After writing a decent amount of assembly in the wonderful Nand to Tetris course and my own foray into reversing x86 binaries, it was a joy to get back to Python. I’ve never used Flask before, and it has been years since I did anything web related.
Hardware
- Raspberry Pi 4 4GB (CanaKit) – Amazon
- Soil Moisture Sensor (Capacitive)
- Pump x5 (12V Peristaltic) – Amazon
- Analog to Digital board (ADS1115) – Amazon
- 12V Power Supply – Amazon
- Extra Tubing – Amazon
- Assorted jumper wires – Amazon
Total cost was around $230. Definitely not the cheapest option, but cheaper than replacing all the plants. And more fun.
You could also get by with one pump providing water for all the plants. I went with one pump per plant, since they all have different watering needs. Plus if one pump dies, only one plant dies. I considered using an extra pump for our favorite plant (don’t tell the rest), but didn’t. All the pumps worked for the month we were gone.
Software
As much as I was excited seeing plaintext sensor values being served by the rpi, I had to find something a little more exciting. This was around the peak of my girlfriends Animal Crossing addiction (cue the Animal Crossing will steal yo gurl meme), so I asked her to take some screenshots.
Yes, my character is the one with the full head of gray hair. The character that I surrendered after sensing I was encroaching on her territory. Since then she has updated my tent to a house and accelerated my graying hair.
Github: https://github.com/colinkarpfinger/PlantServer
Functionality
- Check RPi temperature and memory usage
- Check each plant’s soil moisture
- View a graph of soil moisture over time
- Water a plant at it’s normal value, or 20% less/more.
- View a live stream of the webcam (helpful for making sure things are actually working)
Architecture
Database Schema
The plant_config table just holds configuration data; which plant is hooked up to which pump (gpio_number) and which soil moisture sensor (adc_channel). This makes it easier to decide how to wire them up later and easily switch channels around if needed.
The duration_pref_seconds is the amount of time it takes the pump to move the amount of water we typically use to water the plant. I just timed how long it took to pump 1 cup of water, and then scaled that accordingly. Some of our larger plants take 2 cups, and the smaller ones take less than that.

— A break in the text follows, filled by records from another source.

//! Constants for the SchemaSync engine
//!
//! Default values for every tunable, plus the trigger tags recorded on
//! comparison results.

// ============================================================================
// DEBOUNCING
// ============================================================================

/// Default quiet period before a subscription's pending changes are emitted
pub const DEFAULT_DEBOUNCE_QUIET_MS: u64 = 500;

/// Default capacity of the channel carrying ready batches to the processor
pub const DEFAULT_DEBOUNCE_CHANNEL_CAPACITY: usize = 256;

// ============================================================================
// COMPARISON
// ============================================================================

/// Default capacity of the comparison event broadcast channel
pub const DEFAULT_EVENT_CHANNEL_CAPACITY: usize = 1024;

/// Normalization version stamped on newly captured snapshots
pub const DEFAULT_NORMALIZATION_VERSION: u32 = 1;

/// Age after which a persisted `Comparing` state is treated as stale (30 minutes)
pub const DEFAULT_STALE_COMPARING_SECS: u64 = 1800;

// ============================================================================
// CACHE RETENTION
// ============================================================================

/// Default interval between retention sweeps (1 hour)
pub const DEFAULT_RETENTION_CHECK_INTERVAL_SECS: u64 = 3600;

/// Default snapshot retention (7 days)
pub const DEFAULT_SNAPSHOT_RETENTION_SECS: u64 = 7 * 24 * 3600;

/// Default number of snapshots kept per subscription
pub const DEFAULT_MAX_CACHED_SNAPSHOTS: usize = 10;

/// Default comparison history retention (30 days)
pub const DEFAULT_COMPARISON_HISTORY_RETENTION_SECS: u64 = 30 * 24 * 3600;

/// Default retention of processed pending changes (7 days)
pub const DEFAULT_PENDING_CHANGE_RETENTION_SECS: u64 = 7 * 24 * 3600;

// ============================================================================
// RECONCILIATION
// ============================================================================

/// Default interval between reconciliation passes (5 minutes)
pub const DEFAULT_RECONCILIATION_INTERVAL_SECS: u64 = 300;

// ============================================================================
// TRIGGERS
// ============================================================================

pub const TRIGGER_DATABASE_CHANGE: &str = "database-change";
pub const TRIGGER_FILE_CHANGE: &str = "file-change";
pub const TRIGGER_MANUAL: &str = "manual";
pub const TRIGGER_RECONCILIATION: &str = "reconciliation";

The interval_pref_hours was intended to be how often you should water the plant. I was thinking of building in something to automatically water the plants should the internet go down, but ended up skipping this. I figured manually watering them was better than finding a bug where they all got over-watered and flooded the apartment 🙂
It worked!
With any project like this, I figured there was a non-zero chance of forgetting something stupid and killing all the plants. I did have fun trying to plan for everything. Ultimately, it all worked! The plants survived for over a month while we were gone. There was definitely a joy to watering our plants while we were in the middle of nowhere on I-80.
However, I noticed the soil moisture sensor on our plant “Fred” wasn’t changing when watered. I started to wonder if one of the cables came undone, or the pump failed. I tried opening the webcam to see if you could notice the tubing shaking when water was pumping, to no avail. So one day when I had some spare time I was able to write up a Python script to record audio from the webcam. I ran the script, watered the plant, and I heard hear the sound of the pump turning on! Success.
The water in the bucket lasted almost exactly a month. My girlfriend’s calculations were spot on. After studying for the GRE, she has been fed up with any math story-problem, and since I’m a math-loving engineer, I do my best to ambush her with math whenever possible. We expected a little evaporation, and there wasn’t any more than expected. It tends to be fairly humid here, so you might want to put a cover on your water reservoir if you live in a dry area.